* [WHAT TO WORK ON] Check each line of the material below for the string "struct", then report how many lines have it, and nothing else.

* [GIVEN RECORDS]
_ _ _
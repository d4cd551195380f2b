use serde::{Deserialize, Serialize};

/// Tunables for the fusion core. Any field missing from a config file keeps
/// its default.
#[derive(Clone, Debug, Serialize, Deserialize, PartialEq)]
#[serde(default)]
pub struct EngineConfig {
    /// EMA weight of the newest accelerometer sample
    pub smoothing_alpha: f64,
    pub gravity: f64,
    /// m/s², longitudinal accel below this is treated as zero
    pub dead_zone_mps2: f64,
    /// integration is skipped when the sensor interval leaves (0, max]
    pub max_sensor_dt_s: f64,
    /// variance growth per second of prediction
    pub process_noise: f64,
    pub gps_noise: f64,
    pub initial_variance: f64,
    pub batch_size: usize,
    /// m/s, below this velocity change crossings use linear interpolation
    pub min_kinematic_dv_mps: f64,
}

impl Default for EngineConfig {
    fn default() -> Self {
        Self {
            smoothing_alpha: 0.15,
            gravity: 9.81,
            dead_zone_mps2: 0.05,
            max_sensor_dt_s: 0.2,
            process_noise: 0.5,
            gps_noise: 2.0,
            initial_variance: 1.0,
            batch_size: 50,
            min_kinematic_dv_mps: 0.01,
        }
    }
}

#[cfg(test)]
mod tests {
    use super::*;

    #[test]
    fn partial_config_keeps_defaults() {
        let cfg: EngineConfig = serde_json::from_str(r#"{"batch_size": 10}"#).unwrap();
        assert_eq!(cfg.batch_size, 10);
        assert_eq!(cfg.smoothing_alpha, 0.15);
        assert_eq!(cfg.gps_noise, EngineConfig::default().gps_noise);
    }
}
_ _ _
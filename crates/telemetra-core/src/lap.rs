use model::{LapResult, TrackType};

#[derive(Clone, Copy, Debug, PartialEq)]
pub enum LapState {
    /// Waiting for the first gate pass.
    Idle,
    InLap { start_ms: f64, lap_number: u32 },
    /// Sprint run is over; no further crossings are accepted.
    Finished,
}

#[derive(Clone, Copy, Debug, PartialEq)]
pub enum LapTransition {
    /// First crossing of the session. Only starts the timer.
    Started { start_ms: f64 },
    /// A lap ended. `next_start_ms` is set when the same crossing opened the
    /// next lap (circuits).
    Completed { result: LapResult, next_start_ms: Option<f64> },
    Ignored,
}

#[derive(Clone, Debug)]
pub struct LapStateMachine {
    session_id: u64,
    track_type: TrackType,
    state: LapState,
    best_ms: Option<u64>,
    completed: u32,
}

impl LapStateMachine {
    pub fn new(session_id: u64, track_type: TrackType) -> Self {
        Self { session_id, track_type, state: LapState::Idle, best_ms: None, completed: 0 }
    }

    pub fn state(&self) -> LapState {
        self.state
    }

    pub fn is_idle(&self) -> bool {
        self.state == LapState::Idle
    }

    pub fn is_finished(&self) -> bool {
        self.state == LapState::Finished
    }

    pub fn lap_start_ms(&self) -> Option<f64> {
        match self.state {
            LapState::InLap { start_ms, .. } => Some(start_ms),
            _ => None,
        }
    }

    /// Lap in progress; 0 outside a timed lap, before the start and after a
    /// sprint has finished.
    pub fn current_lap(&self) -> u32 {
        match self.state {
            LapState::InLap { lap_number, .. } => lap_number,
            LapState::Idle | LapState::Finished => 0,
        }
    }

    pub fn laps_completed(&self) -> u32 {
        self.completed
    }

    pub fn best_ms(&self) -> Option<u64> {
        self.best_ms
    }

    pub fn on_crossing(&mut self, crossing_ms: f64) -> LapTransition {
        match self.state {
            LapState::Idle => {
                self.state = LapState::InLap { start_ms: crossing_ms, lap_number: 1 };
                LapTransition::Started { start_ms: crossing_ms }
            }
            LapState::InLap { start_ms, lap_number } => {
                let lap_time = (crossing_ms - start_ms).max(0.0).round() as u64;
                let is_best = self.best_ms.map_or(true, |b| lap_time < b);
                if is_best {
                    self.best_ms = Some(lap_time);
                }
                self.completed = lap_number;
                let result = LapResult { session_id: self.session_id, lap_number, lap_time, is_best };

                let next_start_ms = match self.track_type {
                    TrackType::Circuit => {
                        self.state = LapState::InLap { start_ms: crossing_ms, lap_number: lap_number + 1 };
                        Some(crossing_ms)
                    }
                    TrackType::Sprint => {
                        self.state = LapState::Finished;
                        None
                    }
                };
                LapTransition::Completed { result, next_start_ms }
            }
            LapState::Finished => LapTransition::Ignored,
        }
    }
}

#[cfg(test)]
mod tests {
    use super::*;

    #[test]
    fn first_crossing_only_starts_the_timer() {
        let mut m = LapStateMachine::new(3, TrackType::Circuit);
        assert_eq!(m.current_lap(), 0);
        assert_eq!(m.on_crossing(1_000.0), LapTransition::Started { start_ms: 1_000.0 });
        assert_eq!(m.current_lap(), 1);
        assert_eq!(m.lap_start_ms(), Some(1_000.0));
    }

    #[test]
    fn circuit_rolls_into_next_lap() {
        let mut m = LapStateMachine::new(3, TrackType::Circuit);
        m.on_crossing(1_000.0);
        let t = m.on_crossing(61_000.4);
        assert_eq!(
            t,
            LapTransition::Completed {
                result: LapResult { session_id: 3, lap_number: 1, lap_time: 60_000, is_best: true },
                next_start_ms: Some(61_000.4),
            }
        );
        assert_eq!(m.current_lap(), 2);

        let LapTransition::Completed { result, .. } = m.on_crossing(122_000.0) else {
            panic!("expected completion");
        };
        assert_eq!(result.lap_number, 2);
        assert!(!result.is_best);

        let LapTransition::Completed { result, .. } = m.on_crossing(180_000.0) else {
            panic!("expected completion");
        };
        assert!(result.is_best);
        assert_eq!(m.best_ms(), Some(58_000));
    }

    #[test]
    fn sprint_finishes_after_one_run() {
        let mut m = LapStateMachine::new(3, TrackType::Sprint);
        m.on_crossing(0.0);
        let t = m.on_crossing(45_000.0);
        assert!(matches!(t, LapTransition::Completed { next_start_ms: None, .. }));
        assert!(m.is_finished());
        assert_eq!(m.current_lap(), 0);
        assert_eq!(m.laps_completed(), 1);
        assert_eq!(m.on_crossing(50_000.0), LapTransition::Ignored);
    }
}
_ _ _
* [EXERCISE SOLUTION] 2